What we would like: We would like to find either a German Sporting/Working line dog that will get along well both at home with the five of us, with extended family who have dogs as well or at the sports field with plenty of activity and strangers around. We have a large 1-acre plus yard so there's room to move. Primary concerns are temperament and health (elbows, hips, etc.) and while we will do some obedience training the intent is that this will be a family dog vs. show/trials. 

Thank you again for the input in advance. :smile2:


----------



## John C. (Mar 6, 2013)

Given your parameters, I would at least take a look at Olympia kennels in New Hampshire. My current boy (who is now 2) came from them. He has a wonderful temperament and gets along well with both dogs and people. He is also a great family dog, although my kids are older and are only home sporadically. 

How old are your kids? GSD's can be pretty rambunctious and are big dogs (mine is a lean 95 pounds).

A couple of caveats - my guy does have skin allergies so we have to watch his diet. He is also not a dog I would recommend if you are interested in serious/competition obedience, as he does not possess the drive or focus of a working dog. That's not to say he's not smart or easy to train - just that you're not going to get the "glued at the hip" healing or lightning recalls you would get from a higher drive dog.

But if your primary goal is a solid family dog with a friendly demeanor and a stable temperament I think Olympia might be a good fit. (I have also met a number of other Olympia GSD's and found them all to have pretty similar temperaments to my guy, so I don't think he is an outlier).

You might also take a look at Ryanhaus, Kavalerie (sp?) and von hena c.
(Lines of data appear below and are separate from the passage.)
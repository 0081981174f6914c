use clap::Parser;
use color_eyre::Result;

use cbranch::cli::{run, Cli};

fn main() -> Result<()> {
    color_eyre::install()?;

    let cli = Cli::parse();

    let level = match cli.verbose {
        0 => simplelog::LevelFilter::Warn,
        1 => simplelog::LevelFilter::Info,
        _ => simplelog::LevelFilter::Debug,
    };
    simplelog::TermLogger::init(
        level,
        simplelog::Config::default(),
        simplelog::TerminalMode::Stderr,
        simplelog::ColorChoice::Auto,
    )?;

    let code = run(cli, &mut std::io::stdout())?;
    std::process::exit(code);
}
These are more working lines, but when I was looking for my puppy I communicated with these three breeders as well and was impressed by their approach. All three seemed to put a big emphasis on the health and temperament of their dogs.


----------



## lrodptl (Nov 12, 2009)

I have a 2 1/2 year old from Von Den Brookfields in New Braintree,Ma. He is a 92 pound black,tan and red goofball. Very friendly with no temperament issues. I visited Bev before making any decisions and got to meet all of her dogs one on one. All the females were very friendly and the males were tolerant and somewhat aloof. I would certainly go back for another. VON DEN BROOKFIELDS - Home


----------



## JRay (May 31, 2016)

John C. said:


> Given your parameters, I would at least take a look at Olympia kennels in New Hampshire. My current boy (who is now 2) came from them. He has a wonderful temperament and gets along well with both dogs and people. He is also a great family dog, although my kids are older and are only home sporadically.
> 
> How old are your kids? GSD's can be pretty rambunctious and are big dogs (mine is a lean 95 pounds).
> 
> ...


Thank you for the well articulated reply. Our boys are 10, 9 and 7. I've had a few people point us in the direction of Olympia kennels so it's good to get multiple sources recommending their dogs. 
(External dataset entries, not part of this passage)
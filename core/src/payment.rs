//! ERC-20 payment execution.
//!
//! One [`PaymentAttempt`] per request, driven through
//! `idle -> started -> submitted -> confirmed | error`, or
//! `started -> rejected` when the attempt fails before a transaction
//! reaches the wallet's mempool. There are no automatic retries.

use ethereum_types::{Address, U256};
use serde::{Deserialize, Serialize};
use serde_json::{json, Value};
use std::rc::Rc;
use url::Url;

use crate::abi::{encode_transfer, format_address, format_units, parse_address, to_base_units, to_hex_data, to_hex_quantity};
use crate::clock::Clock;
use crate::config::ExtensionConfig;
use crate::detection::DetectionRecord;
use crate::error::{Error, ProviderError, Result, WalletError};
use crate::protocol::{PaymentPhase, PaymentReport, WalletManagerEvent};
use crate::wallet::{Wallet, WalletProvider};

#[derive(Debug, Clone, Default, PartialEq, Eq)]
pub enum PaymentState {
    #[default]
    Idle,
    Started,
    Submitted { tx_hash: String },
    Confirmed { tx_hash: String, success: bool },
    Error(String),
    Rejected(String),
}

impl PaymentState {
    pub fn name(&self) -> &'static str {
        match self {
            PaymentState::Idle => "idle",
            PaymentState::Started => "started",
            PaymentState::Submitted { .. } => "submitted",
            PaymentState::Confirmed { .. } => "confirmed",
            PaymentState::Error(_) => "error",
            PaymentState::Rejected(_) => "rejected",
        }
    }

    pub fn can_become(&self, next: &PaymentState) -> bool {
        use PaymentState::*;
        matches!(
            (self, next),
            (Idle, Started)
                | (Started, Submitted { .. })
                | (Started, Rejected(_))
                | (Submitted { .. }, Confirmed { .. })
                | (Submitted { .. }, Error(_))
        )
    }

    /// Phase reported to the coordinator; `None` until terminal
    pub fn terminal_phase(&self) -> Option<PaymentPhase> {
        match self {
            PaymentState::Confirmed { success: true, .. } => Some(PaymentPhase::Success),
            PaymentState::Confirmed { success: false, .. } | PaymentState::Rejected(_) => {
                Some(PaymentPhase::Failed)
            }
            PaymentState::Error(_) => Some(PaymentPhase::Error),
            _ => None,
        }
    }
}

#[derive(Debug, Default)]
pub struct PaymentAttempt {
    state: PaymentState,
}

impl PaymentAttempt {
    pub fn state(&self) -> &PaymentState {
        &self.state
    }

    pub fn advance(&mut self, next: PaymentState) -> Result<()> {
        if !self.state.can_become(&next) {
            return Err(Error::Other(format!(
                "Illegal payment transition {} -> {}",
                self.state.name(),
                next.name()
            )));
        }
        log::debug!("💸 payment {} -> {}", self.state.name(), next.name());
        self.state = next;
        Ok(())
    }
}

const INSUFFICIENT_FUNDS: &[&str] = &["transfer amount exceeds balance", "insufficient funds", "exceeds balance"];
const USER_REJECTED: &[&str] = &["user rejected", "denied"];
const WRONG_NETWORK: &[&str] = &["network", "chain"];

pub fn insufficient_funds_message(config: &ExtensionConfig, amount: &str, have: Option<&str>) -> String {
    let symbol = &config.token.symbol;
    let mut message = format!("Insufficient {} balance.", symbol);
    if let Some(have) = have {
        message.push_str(&format!(" You have {} {}.", have, symbol));
    }
    message.push_str(&format!(
        " You need {} {} on {}.",
        amount, symbol, config.network.name
    ));
    if let Some(faucet) = &config.token.faucet_url {
        message.push_str(&format!(" Visit {} to get test {} tokens.", faucet, symbol));
    }
    message
}

/// Rewrite a wallet RPC failure into something the user can act on
pub fn classify_provider_error(error: &ProviderError, amount: &str, config: &ExtensionConfig) -> String {
    let text = error.message.to_lowercase();
    let mentions = |patterns: &[&str]| patterns.iter().any(|p| text.contains(p));

    if mentions(INSUFFICIENT_FUNDS) {
        insufficient_funds_message(config, amount, None)
    } else if error.code == Some(ProviderError::USER_REJECTED) || mentions(USER_REJECTED) {
        WalletError::UserRejected.to_string()
    } else if mentions(WRONG_NETWORK) {
        WalletError::WrongNetwork(config.network.name.clone()).to_string()
    } else {
        error.message.clone()
    }
}

pub fn classify_error(error: &Error, amount: &str, config: &ExtensionConfig) -> String {
    match error {
        Error::Wallet(WalletError::Rpc(e)) => classify_provider_error(e, amount, config),
        other => other.to_string(),
    }
}

/// A hex address, or the `address` query parameter of a payment URL, else
/// the configured default
pub fn resolve_recipient(target: Option<&str>, default: &str) -> Result<Address> {
    if let Some(target) = target.map(str::trim).filter(|t| !t.is_empty()) {
        if let Ok(address) = parse_address(target) {
            return Ok(address);
        }
        match Url::parse(target) {
            Ok(url) => {
                let from_query = url
                    .query_pairs()
                    .find(|(key, _)| key == "address")
                    .and_then(|(_, value)| parse_address(&value).ok());
                if let Some(address) = from_query {
                    return Ok(address);
                }
            }
            Err(e) => log::debug!("Payment target {:?} is not a URL: {}", target, e),
        }
        log::warn!("Payment target {} names no recipient, using default", target);
    }
    parse_address(default)
}

/// Successful payment as returned to the caller
#[derive(Debug, Clone, PartialEq, Eq, Serialize, Deserialize)]
#[serde(rename_all = "camelCase")]
pub struct PaymentReceipt {
    pub tx_hash: String,
    pub explorer_url: Option<String>,
    pub message: String,
}

#[derive(Debug, Clone, PartialEq, Eq)]
pub struct PaymentOutcome {
    pub state: PaymentState,
    pub report: PaymentReport,
    pub explorer_url: Option<String>,
}

impl PaymentOutcome {
    pub fn phase(&self) -> PaymentPhase {
        self.state.terminal_phase().unwrap_or(PaymentPhase::Error)
    }

    pub fn into_result(self) -> std::result::Result<PaymentReceipt, String> {
        match self.state {
            PaymentState::Confirmed {
                tx_hash,
                success: true,
            } => Ok(PaymentReceipt {
                tx_hash,
                explorer_url: self.explorer_url,
                message: format!(
                    "Payment of {} {} completed successfully",
                    self.report.amount, self.report.currency
                ),
            }),
            _ => Err(self
                .report
                .error
                .unwrap_or_else(|| "Payment failed".to_string())),
        }
    }
}

struct Transfer {
    from: String,
    recipient: Address,
    data: Vec<u8>,
}

pub struct PaymentExecutor<P, C> {
    wallet: Rc<Wallet<P>>,
    clock: C,
}

impl<P: WalletProvider, C: Clock> PaymentExecutor<P, C> {
    pub fn new(wallet: Rc<Wallet<P>>, clock: C) -> Self {
        Self { wallet, clock }
    }

    fn config(&self) -> &ExtensionConfig {
        self.wallet.config()
    }

    /// Everything that can fail before the wallet is asked to sign
    async fn prepare(&self, detection: &DetectionRecord) -> Result<Transfer> {
        let config = self.config();
        let required = to_base_units(&detection.amount, config.token.decimals)?;
        let recipient = resolve_recipient(
            detection.payment_target.as_deref(),
            &config.payment.default_recipient,
        )?;

        let from = self
            .wallet
            .accounts()
            .await?
            .into_iter()
            .next()
            .ok_or(WalletError::NotConnected)?;
        self.wallet.ensure_network().await?;

        let balance = self.wallet.balance_of(&parse_address(&from)?).await?;
        if balance < required {
            let have = format_units(balance, config.token.decimals);
            return Err(WalletError::InsufficientFunds(insufficient_funds_message(
                config,
                &detection.amount,
                Some(&have),
            ))
            .into());
        }

        Ok(Transfer {
            from,
            recipient,
            data: encode_transfer(&recipient, required),
        })
    }

    async fn send(&self, transfer: &Transfer) -> Result<String> {
        let config = self.config();
        let params = json!([{
            "from": transfer.from,
            "to": config.token.contract,
            "data": to_hex_data(&transfer.data),
            "value": "0x0",
            "gas": to_hex_quantity(config.payment.gas_limit),
        }]);
        let raw = self.wallet.rpc("eth_sendTransaction", params).await?;
        Ok(serde_json::from_value(raw)?)
    }

    /// `Some(success)` once mined, `None` when polls run out
    async fn wait_for_receipt(&self, tx_hash: &str) -> Result<Option<bool>> {
        let payment = &self.config().payment;
        for poll in 1..=payment.receipt_max_polls {
            let receipt = self
                .wallet
                .rpc("eth_getTransactionReceipt", json!([tx_hash]))
                .await?;
            if !receipt.is_null() {
                let status = receipt.get("status").and_then(Value::as_str).unwrap_or_default();
                return Ok(Some(U256::from_str_radix(status.trim_start_matches("0x"), 16)
                    .map(|s| s == U256::one())
                    .unwrap_or(false)));
            }
            if poll < payment.receipt_max_polls {
                self.clock.sleep(payment.poll_interval()).await;
            }
        }
        Ok(None)
    }

    fn settle(&self, attempt: &mut PaymentAttempt, report: &mut PaymentReport, next: PaymentState) {
        match &next {
            PaymentState::Error(reason) | PaymentState::Rejected(reason) => {
                report.error = Some(reason.clone());
            }
            PaymentState::Confirmed { success: false, .. } => {
                report.error = Some("Transaction failed".to_string());
            }
            _ => {}
        }
        if let Err(e) = attempt.advance(next) {
            log::error!("{}", e);
            return;
        }
        let event = match attempt.state().terminal_phase() {
            Some(PaymentPhase::Success) => WalletManagerEvent::PaymentSuccess(report.clone()),
            Some(PaymentPhase::Failed) => WalletManagerEvent::PaymentFailed(report.clone()),
            Some(PaymentPhase::Error) => WalletManagerEvent::PaymentError(report.clone()),
            Some(PaymentPhase::Started) | None => return,
        };
        self.wallet.emit(event);
    }

    pub async fn execute(&self, detection: &DetectionRecord) -> PaymentOutcome {
        let config = self.config();
        let mut attempt = PaymentAttempt::default();
        let mut report = PaymentReport::for_detection(detection);
        report.network = Some(config.network.name.clone());
        log::info!(
            "💸 Paying {} {} for {}",
            detection.amount,
            detection.currency,
            detection.description
        );

        self.settle(&mut attempt, &mut report, PaymentState::Started);
        let submitted = match self.prepare(detection).await {
            Ok(transfer) => {
                report.recipient = Some(format_address(&transfer.recipient));
                self.wallet
                    .emit(WalletManagerEvent::PaymentStarted(report.clone()));
                self.send(&transfer).await
            }
            Err(e) => Err(e),
        };

        match submitted {
            Ok(tx_hash) => {
                log::info!("📤 Transaction submitted: {}", tx_hash);
                report.tx_hash = Some(tx_hash.clone());
                self.settle(
                    &mut attempt,
                    &mut report,
                    PaymentState::Submitted {
                        tx_hash: tx_hash.clone(),
                    },
                );
                let next = match self.wait_for_receipt(&tx_hash).await {
                    Ok(Some(success)) => PaymentState::Confirmed { tx_hash, success },
                    Ok(None) => PaymentState::Error(format!(
                        "Transaction {} not confirmed after {} polls",
                        tx_hash, config.payment.receipt_max_polls
                    )),
                    Err(e) => PaymentState::Error(classify_error(&e, &detection.amount, config)),
                };
                self.settle(&mut attempt, &mut report, next);
            }
            Err(e) => {
                log::warn!("Payment rejected before submission: {}", e);
                let reason = classify_error(&e, &detection.amount, config);
                self.settle(&mut attempt, &mut report, PaymentState::Rejected(reason));
            }
        }

        let explorer_url = report.tx_hash.as_deref().and_then(|h| config.network.tx_url(h));
        PaymentOutcome {
            state: attempt.state().clone(),
            report,
            explorer_url,
        }
    }
}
This will be a family/companion dog vs. a trial/obedience dog. I simply want to make sure our dog is intelligent and can focus. I'm not sure if my husband has the time or desire to consider competitive obedience. I know I won't be leading our pup down that path :wink2:

Do you think the allergies you're seeing in your dog is genetic or could it be something that is more environmental? I'm curious about this but as you're staying on top of it how would you rate your concern on a scale of 1-10? 

Appreciate the great info and other suggestions as well. Thank you for pointing me in additional directions. Jenn


----------



## JRay (May 31, 2016)

lrodptl said:


> I have a 2 1/2 year old from Von Den Brookfields in New Braintree,Ma. He is a 92 pound black,tan and red goofball. Very friendly with no temperament issues. I visited Bev before making any decisions and got to meet all of her dogs one on one. All the females were very friendly and the males were tolerant and somewhat aloof. I would certainly go back for another. VON DEN BROOKFIELDS - Home


Excellent and I appreciate the feedback. Have you seen any allergy issues or other minor/major health issues? I'll put VD Brookfields on the research list as well. 
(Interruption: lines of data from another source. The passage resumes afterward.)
//! Raw `chrome.*` bindings and JSON conversion at the JS edge.
//!
//! Everything crossing into Rust goes through `serde_json::Value` so the
//! core crate never sees a `JsValue`.

use serde::Serialize;
use serde_json::Value;
use wasm_bindgen::prelude::*;
use x402_pay_core::router::MessageSender;
use x402_pay_core::{RelayError, Reply, Result};

pub type MessageListener = Closure<dyn FnMut(JsValue, JsValue, js_sys::Function) -> bool>;

#[wasm_bindgen]
extern "C" {
    #[wasm_bindgen(js_namespace = ["chrome", "runtime"], js_name = sendMessage, catch)]
    pub fn runtime_send_message(message: JsValue) -> std::result::Result<js_sys::Promise, JsValue>;

    #[wasm_bindgen(js_namespace = ["chrome", "runtime"], js_name = getURL)]
    pub fn runtime_get_url(path: &str) -> String;

    #[wasm_bindgen(js_namespace = ["chrome", "runtime", "onMessage"], js_name = addListener)]
    pub fn on_runtime_message(callback: &MessageListener);

    #[wasm_bindgen(js_namespace = ["chrome", "runtime", "onInstalled"], js_name = addListener)]
    pub fn on_installed(callback: &Closure<dyn FnMut(JsValue)>);

    #[wasm_bindgen(js_namespace = ["chrome", "tabs"], js_name = query)]
    pub fn tabs_query(query: JsValue) -> js_sys::Promise;

    #[wasm_bindgen(js_namespace = ["chrome", "tabs"], js_name = sendMessage, catch)]
    pub fn tabs_send_message(tab_id: i32, message: JsValue) -> std::result::Result<js_sys::Promise, JsValue>;

    #[wasm_bindgen(js_namespace = ["chrome", "tabs", "onActivated"], js_name = addListener)]
    pub fn on_tab_activated(callback: &Closure<dyn FnMut(JsValue)>);

    #[wasm_bindgen(js_namespace = ["chrome", "action"], js_name = setBadgeText)]
    pub fn set_badge_text(details: JsValue) -> js_sys::Promise;

    #[wasm_bindgen(js_namespace = ["chrome", "action"], js_name = setBadgeBackgroundColor)]
    pub fn set_badge_background_color(details: JsValue) -> js_sys::Promise;

    #[wasm_bindgen(js_namespace = ["chrome", "notifications"], js_name = create)]
    pub fn notifications_create(options: JsValue) -> js_sys::Promise;
}

/// Best-effort message out of a thrown JS value
pub fn js_error(e: JsValue) -> RelayError {
    let message = e
        .as_string()
        .or_else(|| {
            js_sys::Reflect::get(&e, &"message".into())
                .ok()
                .and_then(|m| m.as_string())
        })
        .unwrap_or_else(|| format!("{:?}", e));
    RelayError::Channel(message)
}

pub fn to_js<T: Serialize + ?Sized>(value: &T) -> Result<JsValue> {
    let text = serde_json::to_string(value)?;
    Ok(js_sys::JSON::parse(&text).map_err(js_error)?)
}

pub fn from_js(value: &JsValue) -> Result<Value> {
    if value.is_undefined() || value.is_null() {
        return Ok(Value::Null);
    }
    let text: String = js_sys::JSON::stringify(value).map_err(js_error)?.into();
    Ok(serde_json::from_str(&text)?)
}

/// Decode the answer of a `sendMessage` call
pub fn reply_from_js(answer: &JsValue) -> Result<Reply> {
    match from_js(answer)? {
        // no listener called sendResponse
        Value::Null => Err(RelayError::Channel("No response from receiver".to_string()).into()),
        value => Ok(serde_json::from_value(value)?),
    }
}

/// `sender.tab.id` of a `runtime.onMessage` sender
pub fn message_sender(sender: &JsValue) -> MessageSender {
    let tab_id = js_sys::Reflect::get(sender, &"tab".into())
        .ok()
        .filter(|tab| tab.is_object())
        .and_then(|tab| js_sys::Reflect::get(&tab, &"id".into()).ok())
        .and_then(|id| id.as_f64())
        .map(|id| id as i32);
    MessageSender { tab_id }
}

pub fn respond(send_response: &js_sys::Function, reply: &Reply) {
    let sent = to_js(reply).and_then(|payload| {
        send_response
            .call1(&JsValue::NULL, &payload)
            .map(|_| ())
            .map_err(|e| js_error(e).into())
    });
    if let Err(e) = sent {
        log::warn!("Failed to send response: {}", e);
    }
}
Has anyone had any experience with Seelenvoll German Shepherds in ME?


----------



## lrodptl (Nov 12, 2009)

No issues with August at all. He's completely representative of the dogs I met while visiting. Gets plenty of exercise so he's not a big barker,not a digger,not overly sensitive and is very obedient. He's unlike my previous GSDs in that he is somewhat a velcro dog and my other males have always been more aloof. Absolutely no complaints about temperament or personality and he is also quite handsome.


----------



## Momto2GSDs (Mar 22, 2012)

Mind you, I know nothing about breeding specifics, but I do know that my instructor's dogs sire (who was a super nice dog SCHH 3, IPO 3) was retired from breeding due to passing on allergies. 

Something to think about.

Moms


----------



## LoveEcho (Mar 4, 2011)

I think you can do better than Seelenvoll, especially for what they're charging. For that amount of money, I want to see the breeder working and titling their own dogs. 

I have a dog from Abby Kennels in MA and she's just about the best dog I could ever have asked for. I had purchased her from a very specific litter with the hopes of doing IPO, but life had other plans and she's now an active family pet (and mountain climber extraordinaire). Rock solid temperament, fantastic drive with equally fantastic off switch, and zero health issues. I've met a few dogs from Kevin that I've really liked. 

That being said, there are a wealth of good breeders in the greater NE area- it might be worth going to visit some clubs and meeting some dogs to see what you like. WL GSD's aren't for everyone, if you've never had one before- I'd recommend going out and meeting as many dogs as possible and seeing what kind of personality meshes with your family, especially if you've got kids. Luckily we're heading into the summer and there are doggie events galore to go check out.


----------



## Jax08 (Feb 13, 2009)

I've met LoveEcho's dog from Abby Kennels. Stellar dog who could fit into any scenario.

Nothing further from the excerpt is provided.